- Born: 1968 (age 57–58) Belgium
- Citizenship: Belgium; Albania;
- Occupations: Theatre owner; Producer; Author; Museum founder;
- Years active: 1990s–present
- Known for: Co-ownership of Le Palace (2006–2025); founder of the Banksy Museum; representative of the Bektashi Worldwide Headquarters for France and Belgium
- Relatives: Alil Vardar (brother)

= Hazis Vardar =

Belgian theatre owner

Hazis Vardar (born 1968) is a Belgian theatre owner, producer, and author of Albanian descent. With his brother Alil Vardar, he co-owns the Paris theatres La Grande Comédie and the Comédie Saint-Martin; from 2006 to 2025, the brothers also co-owned Le Palace. He is also the founder of the Banksy Museum, a chain of immersive exhibitions presenting reproductions of works by the British street artist Banksy. Vardar also serves as the Bektashi Worldwide Headquarters' representative for France and Belgium.

== Early life ==
Vardar was born in 1968 in Belgium to immigrant parents whom he has described as shepherds from Macedonia, and grew up in Brussels. He is the elder brother of the comedian and playwright Alil Vardar by roughly eighteen months. As a young man, he worked as a lighting technician for sketch performances by Alil in pizzerias before the brothers opened their own venue.

== Career ==

=== Theatre ===
The Vardar brothers opened their first café-théâtre in Brussels in 1994, followed by a second in Liège and a third in Charleroi. Unable to expand further in Belgium, they moved into France, taking over Les 3T in Toulouse in 2004, followed by venues in Montpellier and Avignon and, in Paris, the Comédie République and the Grande Comédie. In November 2006, Hazis and Alil Vardar acquired Le Palace in partnership with Francis and Chantal Lemaire, the owners of Radio Contact in Belgium. After roughly twenty months of work and around €1.5 million in renovations to the listed Art Deco building, the 970-seat venue reopened on 5 November 2008 with a show by Valérie Lemercier. In October 2011, the brothers placed Le Palace on the market for €15 million, with Hazis Vardar saying the family wished to move on to other projects after restoring the building to working order. The venue was unused from 2023 and was eventually bought in 2025 by Mickaël Chétrit, head of the production company Very Good Show.

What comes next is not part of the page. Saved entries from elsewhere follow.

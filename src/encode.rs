//! Fragment encoder: descriptor → embeddable marker.

use serde_json::Value;
use thiserror::Error;
use tracing::debug;

use crate::context::EsiContext;
use crate::descriptor::FragmentDescriptor;
use crate::marker::{self, MarkerError, MarkerFields, PARAM_SILENCE};
use crate::tag::IntegritySigner;

#[derive(Debug, Error)]
pub enum EncodeError {
    #[error("failed to encode fragment params: {0}")]
    Params(#[from] MarkerError),
}

/// What the encoder hands back for embedding into the page buffer.
#[derive(Debug, Clone, PartialEq, Eq)]
pub enum MarkerOutput {
    /// A ready-to-embed marker (include tag, possibly comment-wrapped).
    Inline(String),
    /// The hash stand-in of a preserved marker; the real marker sits in the
    /// context's preserve registry until finalize.
    Preserved(String),
}

impl MarkerOutput {
    /// The text to splice into the buffer, whichever variant this is.
    pub fn embed(&self) -> &str {
        match self {
            Self::Inline(text) | Self::Preserved(text) => text,
        }
    }

    pub fn is_preserved(&self) -> bool {
        matches!(self, Self::Preserved(_))
    }
}

/// Serializes fragment descriptors into signed, embeddable markers.
#[derive(Debug, Clone)]
pub struct FragmentEncoder {
    signer: IntegritySigner,
    base_path: String,
    wrapper_prefix: String,
}

impl FragmentEncoder {
    pub fn new(
        signer: IntegritySigner,
        base_path: impl Into<String>,
        wrapper_prefix: impl Into<String>,
    ) -> Self {
        Self {
            signer,
            base_path: base_path.into(),
            wrapper_prefix: wrapper_prefix.into(),
        }
    }

    /// Encode one descriptor into a marker, recording side effects on `ctx`.
    ///
    /// On success the context is flagged as fragment-bearing; a preserved
    /// descriptor additionally parks the marker and yields its hash. Errors
    /// only report; the caller skips the fragment and the page render goes
    /// on unharmed.
    pub fn encode(
        &self,
        descriptor: &FragmentDescriptor,
        ctx: &mut EsiContext,
    ) -> Result<MarkerOutput, EncodeError> {
        let mut params = descriptor.params().clone();
        if descriptor.is_silent() {
            // Carried inside the signed payload so the fragment render
            // also knows to skip its own wrapper.
            params.insert(PARAM_SILENCE.to_string(), Value::Bool(true));
        }

        let control = descriptor.cache_control().to_string();
        let fields = MarkerFields {
            action: descriptor.block_id().to_string(),
            control: (!control.is_empty()).then_some(control.clone()),
            args: if params.is_empty() {
                None
            } else {
                Some(marker::encode_params(&params)?)
            },
        };

        let tag = self
            .signer
            .sign(&fields.action, fields.control.as_deref(), fields.args.as_deref());
        let url = format!("{}?{}", self.base_path, fields.to_query(&tag));

        let mut include = format!("<esi:include src='{url}'");
        if !control.is_empty() {
            include.push_str(&format!(" cache-control='{control}'"));
        }
        if descriptor.is_store_var() {
            include.push_str(" as-var='1'");
        }
        include.push_str(" />");

        let output = if descriptor.is_silent() {
            include
        } else {
            let prefix = &self.wrapper_prefix;
            let label = descriptor.wrapper_label();
            format!("<!-- {prefix} {label} -->{include}<!-- {prefix} {label} esi end -->")
        };

        debug!(
            block_id = descriptor.block_id(),
            control = %descriptor.cache_control(),
            preserved = descriptor.is_preserved(),
            "encoded fragment marker"
        );

        ctx.mark_has_fragments();

        if descriptor.is_preserved() {
            let hash = ctx.preserve_mut().register(&output);
            return Ok(MarkerOutput::Preserved(hash));
        }

        Ok(MarkerOutput::Inline(output))
    }
}
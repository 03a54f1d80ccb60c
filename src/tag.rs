//! Integrity tags for fragment markers.
//!
//! A marker is dereferenced by a later, unauthenticated HTTP request, so the
//! only thing standing between an attacker and an arbitrary fragment render
//! is the tag: a keyed digest over the marker's wire fields. Equal inputs
//! always produce equal tags; markers must stay byte-stable so the edge can
//! cache them across requests.

use sha2::{Digest, Sha256};
use subtle::ConstantTimeEq;

/// Computes and verifies keyed tags over marker fields.
///
/// Field order is fixed (action, control, params) and absent optional fields
/// contribute nothing, matching what the encoder put on the wire.
#[derive(Clone)]
pub struct IntegritySigner {
    secret: String,
}

impl IntegritySigner {
    /// Create a signer from the site-wide secret.
    pub fn new(secret: impl Into<String>) -> Self {
        Self {
            secret: secret.into(),
        }
    }

    /// Compute the hex tag for a marker's fields.
    pub fn sign(&self, action: &str, control: Option<&str>, args: Option<&str>) -> String {
        let mut hasher = Sha256::new();
        hasher.update(self.secret.as_bytes());
        hasher.update(action.as_bytes());
        if let Some(control) = control {
            hasher.update(control.as_bytes());
        }
        if let Some(args) = args {
            hasher.update(args.as_bytes());
        }
        hex::encode(hasher.finalize())
    }

    /// Recompute the tag and compare it to the supplied one in constant time.
    pub fn verify(
        &self,
        action: &str,
        control: Option<&str>,
        args: Option<&str>,
        supplied: &str,
    ) -> bool {
        let expected = self.sign(action, control, args);
        expected.as_bytes().ct_eq(supplied.as_bytes()).unwrap_u8() == 1
    }
}

impl std::fmt::Debug for IntegritySigner {
    fn fmt(&self, f: &mut std::fmt::Formatter<'_>) -> std::fmt::Result {
        // Never print the secret.
        f.debug_struct("IntegritySigner").finish_non_exhaustive()
    }
}

#[cfg(test)]
mod tests {
    use super::*;

    fn signer() -> IntegritySigner {
        IntegritySigner::new("site-secret")
    }

    #[test]
    fn equal_inputs_yield_equal_tags() {
        let a = signer().sign("widget", Some("private,no-vary"), Some("eyJpZCI6IjQyIn0="));
        let b = signer().sign("widget", Some("private,no-vary"), Some("eyJpZCI6IjQyIn0="));
        assert_eq!(a, b);
    }

    #[test]
    fn any_field_change_changes_the_tag() {
        let base = signer().sign("widget", Some("private"), Some("abc"));
        assert_ne!(base, signer().sign("widgex", Some("private"), Some("abc")));
        assert_ne!(base, signer().sign("widget", Some("public"), Some("abc")));
        assert_ne!(base, signer().sign("widget", Some("private"), Some("abd")));
        assert_ne!(base, signer().sign("widget", Some("private"), None));
    }

    #[test]
    fn tag_depends_on_the_secret() {
        let a = IntegritySigner::new("a").sign("widget", None, None);
        let b = IntegritySigner::new("b").sign("widget", None, None);
        assert_ne!(a, b);
    }

    #[test]
    fn verify_accepts_the_genuine_tag_only() {
        let signer = signer();
        let tag = signer.sign("widget", None, Some("abc"));
        assert!(signer.verify("widget", None, Some("abc"), &tag));

        let mut tampered = tag.clone().into_bytes();
        tampered[0] = if tampered[0] == b'0' { b'1' } else { b'0' };
        let tampered = String::from_utf8(tampered).unwrap();
        assert!(!signer.verify("widget", None, Some("abc"), &tampered));
        assert!(!signer.verify("widget", None, Some("abc"), ""));
    }

    #[test]
    fn debug_output_does_not_leak_the_secret() {
        assert!(!format!("{:?}", signer()).contains("site-secret"));
    }
}
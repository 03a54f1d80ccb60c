//! Fragment request router: the dereference side of a marker.
//!
//! A fragment request is authenticated by its integrity tag and nothing
//! else: no session, no user check. Every failure on this path degrades to
//! an empty body: a forged or garbled marker must render as nothing rather
//! than break the page section being reassembled, so failures surface only
//! as debug diagnostics with distinguishable reasons.

use serde_json::Map;
use tracing::debug;

use crate::control::{CacheControl, ResponseControl, TagSink, VaryProbe};
use crate::marker::{MarkerFields, PARAM_SILENCE};
use crate::producer::{FragmentRequest, ProducerRegistry};
use crate::tag::IntegritySigner;

/// Invalidation tag shared by every fragment response.
pub const TAG_FRAGMENT: &str = "esi";

/// Decodes, authenticates and dispatches inbound fragment requests.
pub struct FragmentRouter {
    signer: IntegritySigner,
    producers: ProducerRegistry,
}

impl FragmentRouter {
    pub fn new(signer: IntegritySigner, producers: ProducerRegistry) -> Self {
        Self { signer, producers }
    }

    /// Serve one fragment request from its raw query string.
    ///
    /// Returns the fragment body; the empty string on any verification,
    /// decode or dispatch failure.
    pub async fn dispatch(
        &self,
        query: &str,
        control: &dyn ResponseControl,
        tags: &dyn TagSink,
        vary: &dyn VaryProbe,
    ) -> String {
        let (fields, supplied_tag) = match MarkerFields::parse(query) {
            Ok(parsed) => parsed,
            Err(error) => {
                debug!(reason = "malformed-query", %error, "rejecting fragment request");
                return String::new();
            }
        };

        // Sole authentication gate: recompute the tag over the raw fields.
        if !self.signer.verify(
            &fields.action,
            fields.control.as_deref(),
            fields.args.as_deref(),
            &supplied_tag,
        ) {
            debug!(
                reason = "hash-mismatch",
                action = %fields.action,
                "rejecting fragment request"
            );
            return String::new();
        }

        let mut params = match &fields.args {
            Some(args) => match crate::marker::decode_params(args) {
                Ok(params) => params,
                Err(error) => {
                    debug!(
                        reason = "params-decode",
                        action = %fields.action,
                        %error,
                        "rejecting fragment request"
                    );
                    return String::new();
                }
            },
            None => Map::new(),
        };

        let silent = params
            .remove(PARAM_SILENCE)
            .is_some_and(|value| value.as_bool().unwrap_or(true));

        tags.add_tag(TAG_FRAGMENT);
        tags.add_tag(&format!("{TAG_FRAGMENT}.{}", fields.action));

        // Narrow the ambient policy before the producer runs so the default
        // can still be tightened even though the producer has the last word.
        if let Some(raw) = &fields.control {
            CacheControl::parse(raw).apply(control);
        }

        let Some(producer) = self.producers.get(&fields.action) else {
            debug!(
                reason = "unregistered",
                action = %fields.action,
                "no producer for fragment action"
            );
            return String::new();
        };

        debug!(action = %fields.action, silent, "dispatching fragment request");

        producer
            .produce(FragmentRequest {
                action: &fields.action,
                params: &params,
                silent,
                control,
                tags,
                vary,
            })
            .await
    }
}
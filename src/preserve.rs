//! Preserved-block registry and buffer finalization.
//!
//! Some render paths run the marker through hostile content filters (HTML
//! sanitizers, attribute escapers) that would strip an `<esi:include/>` tag.
//! Such markers are parked here under a content hash, an opaque hex string
//! that survives any filter, and swapped back in one pass when the output
//! buffer is finalized.

use std::collections::HashMap;

use sha2::{Digest, Sha256};
use tracing::debug;

/// Request-scoped map from content hash to the raw marker string.
#[derive(Debug, Default)]
pub struct PreserveRegistry {
    entries: HashMap<String, String>,
}

impl PreserveRegistry {
    pub fn new() -> Self {
        Self::default()
    }

    /// Park a marker and return its hash stand-in.
    ///
    /// Idempotent: the same marker always hashes to the same key, and a
    /// second registration leaves the existing entry untouched.
    pub fn register(&mut self, marker: &str) -> String {
        let hash = content_hash(marker);
        if self.entries.insert(hash.clone(), marker.to_string()).is_none() {
            debug!(hash = %hash, "preserved fragment marker");
        }
        hash
    }

    pub fn is_empty(&self) -> bool {
        self.entries.is_empty()
    }

    pub fn len(&self) -> usize {
        self.entries.len()
    }

    /// Substitute every registered hash back to its marker.
    ///
    /// Runs once at the final output-buffer stage, over the whole registry.
    /// With nothing registered the buffer passes through untouched, so pages
    /// without preserved fragments never pay for a scan.
    pub fn finalize(&self, buffer: String) -> String {
        if self.entries.is_empty() {
            return buffer;
        }

        debug!(count = self.entries.len(), "restoring preserved fragment markers");

        let mut restored = buffer;
        for (hash, marker) in &self.entries {
            restored = restored.replace(hash, marker);
        }
        restored
    }

    /// Quoted hash occurrences in `content`, without substituting.
    ///
    /// Upstream buffer stages use this as a guard: a quoted hash means the
    /// content still carries a disguised marker and must not be cached or
    /// re-filtered as-is. Both quote styles are probed because the stand-in
    /// is documented to sit inside an attribute.
    pub fn preserved_hits(&self, content: &str) -> Vec<String> {
        let mut hits = Vec::new();
        for hash in self.entries.keys() {
            for quote in ['"', '\''] {
                let quoted = format!("{quote}{hash}{quote}");
                if content.contains(&quoted) {
                    hits.push(quoted);
                }
            }
        }
        hits
    }
}

/// Stable hash of a marker string, hex-encoded.
///
/// The output is attribute-safe: lowercase hex only, no quoting hazards.
fn content_hash(marker: &str) -> String {
    let mut hasher = Sha256::new();
    hasher.update(marker.as_bytes());
    hex::encode(hasher.finalize())
}
//! ESI subsystem configuration.
//!
//! Deserializes from the host's settings tree:
//!
//! ```toml
//! [esi]
//! enabled = true
//! secret = "…"            # site-wide signing secret, required when enabled
//! base_path = "/"
//! wrapper_prefix = "tessera"
//! nonce_ttl_secs = 43200
//! nonce_actions = ["comment_*", "subscribe_nonce private"]
//! remote_nonce_url = "https://example.org/esi-nonce.txt"
//! ```

use serde::Deserialize;
use thiserror::Error;

use crate::encode::FragmentEncoder;
use crate::nonce::NonceActionList;
use crate::tag::IntegritySigner;

const DEFAULT_BASE_PATH: &str = "/";
const DEFAULT_WRAPPER_PREFIX: &str = "tessera";
const DEFAULT_NONCE_TTL_SECS: u64 = 43_200;

#[derive(Debug, Error)]
pub enum ConfigError {
    /// Without a secret every marker would be forgeable.
    #[error("esi is enabled but no signing secret is configured")]
    MissingSecret,
}

/// Configuration for the fragment subsystem.
#[derive(Debug, Clone, Deserialize)]
#[serde(default)]
pub struct EsiConfig {
    /// Master switch; a disabled subsystem encodes nothing.
    pub enabled: bool,
    /// Site-wide signing secret for marker integrity tags.
    pub secret: String,
    /// Path the fragment endpoint is mounted at; marker URLs point here.
    pub base_path: String,
    /// Prefix for the debug wrapping comments around markers.
    pub wrapper_prefix: String,
    /// TTL for nonce fragments, in seconds.
    pub nonce_ttl_secs: u64,
    /// Seed nonce action patterns, `"<pattern>[ <control>]"` per entry.
    pub nonce_actions: Vec<String>,
    /// Optional URL of a published nonce action list to merge at startup.
    pub remote_nonce_url: Option<String>,
}

impl Default for EsiConfig {
    fn default() -> Self {
        Self {
            enabled: false,
            secret: String::new(),
            base_path: DEFAULT_BASE_PATH.to_string(),
            wrapper_prefix: DEFAULT_WRAPPER_PREFIX.to_string(),
            nonce_ttl_secs: DEFAULT_NONCE_TTL_SECS,
            nonce_actions: Vec::new(),
            remote_nonce_url: None,
        }
    }
}

impl EsiConfig {
    /// Reject configurations that cannot be used safely.
    pub fn validate(&self) -> Result<(), ConfigError> {
        if self.enabled && self.secret.is_empty() {
            return Err(ConfigError::MissingSecret);
        }
        Ok(())
    }

    /// Build the marker signer from the configured secret.
    pub fn signer(&self) -> IntegritySigner {
        IntegritySigner::new(self.secret.clone())
    }

    /// Build the fragment encoder for this configuration.
    pub fn encoder(&self) -> FragmentEncoder {
        FragmentEncoder::new(
            self.signer(),
            self.base_path.clone(),
            self.wrapper_prefix.clone(),
        )
    }

    /// Build the nonce action list from the configured seed patterns.
    pub fn nonce_list(&self) -> NonceActionList {
        let mut list = NonceActionList::new();
        for line in &self.nonce_actions {
            list.register_line(line);
        }
        list
    }
}

#[cfg(test)]
mod tests {
    use super::*;

    #[test]
    fn default_values() {
        let config = EsiConfig::default();
        assert!(!config.enabled);
        assert_eq!(config.base_path, "/");
        assert_eq!(config.wrapper_prefix, "tessera");
        assert_eq!(config.nonce_ttl_secs, 43_200);
        assert!(config.nonce_actions.is_empty());
        assert!(config.remote_nonce_url.is_none());
    }

    #[test]
    fn validate_requires_a_secret_only_when_enabled() {
        let disabled = EsiConfig::default();
        assert!(disabled.validate().is_ok());

        let enabled = EsiConfig {
            enabled: true,
            ..EsiConfig::default()
        };
        assert!(matches!(
            enabled.validate(),
            Err(ConfigError::MissingSecret)
        ));

        let ready = EsiConfig {
            enabled: true,
            secret: "s".into(),
            ..EsiConfig::default()
        };
        assert!(ready.validate().is_ok());
    }

    #[test]
    fn nonce_list_registers_seed_patterns() {
        let config = EsiConfig {
            nonce_actions: vec!["comment_*".into(), "subscribe_nonce private".into()],
            ..EsiConfig::default()
        };
        let list = config.nonce_list();
        assert_eq!(list.len(), 2);
        assert!(list.lookup("comment_form_nonce").is_some());
        assert!(list.lookup("subscribe_nonce").unwrap().has_private());
    }

    #[test]
    fn deserializes_with_partial_keys() {
        let config: EsiConfig =
            serde_json::from_str(r#"{ "enabled": true, "secret": "s" }"#).unwrap();
        assert!(config.enabled);
        assert_eq!(config.secret, "s");
        assert_eq!(config.base_path, "/");
    }
}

In November 2016, the brothers opened the Comédie Saint-Martin in the 3rd arrondissement of Paris, inaugurating it with Alil Vardar's Le Clan des divorcées. Hazis Vardar is managing director (directeur général) of La Grande Comédie in the 9th arrondissement of Paris, where his brother Alil serves as artistic director. He has directed several productions written by Alil, including Le Clan des divorcées and Pas nés sous la même étoile.

=== Banksy Museum ===
Vardar founded the Banksy Museum, a series of immersive exhibitions presenting reproductions of works by Banksy. The first venue opened in Paris at the Espace Lafayette Drouot, 44 rue du Faubourg Montmartre, in a former three-level underground car park; the pieces were recreated by street artists in settings evoking their original urban context. Further locations have since opened in Brussels, Barcelona, Prague, Kraków, Milan, Dubai, and New York.

The project has drawn criticism from art and intellectual-property lawyers, who argue that displaying replicas of Banksy's site-specific works indoors and charging admission alters their meaning and undermines the artist's intent of free public access. Vardar has defended the museum as a way of preserving works that, given the transient nature of street art, would otherwise be lost to weather, vandalism, or removal, and has noted that he himself privately collects original Banksys.

=== Bektashi Order ===
The Bektashi Worldwide Headquarters in Tirana appointed Vardar as its representative for France and Belgium, as part of a network of overseas envoys established in preparation for the proposed Bektashi Microstate within Albania.

== Publications ==
- Vardar, Hazis (2023). "Musée Banksy : catalogue complet" An English-language edition was published in 2024 as Banksy Museum: Complete Catalogue (ISBN 978-2-226-48856-5). Author royalties from the book are donated to SOS Méditerranée.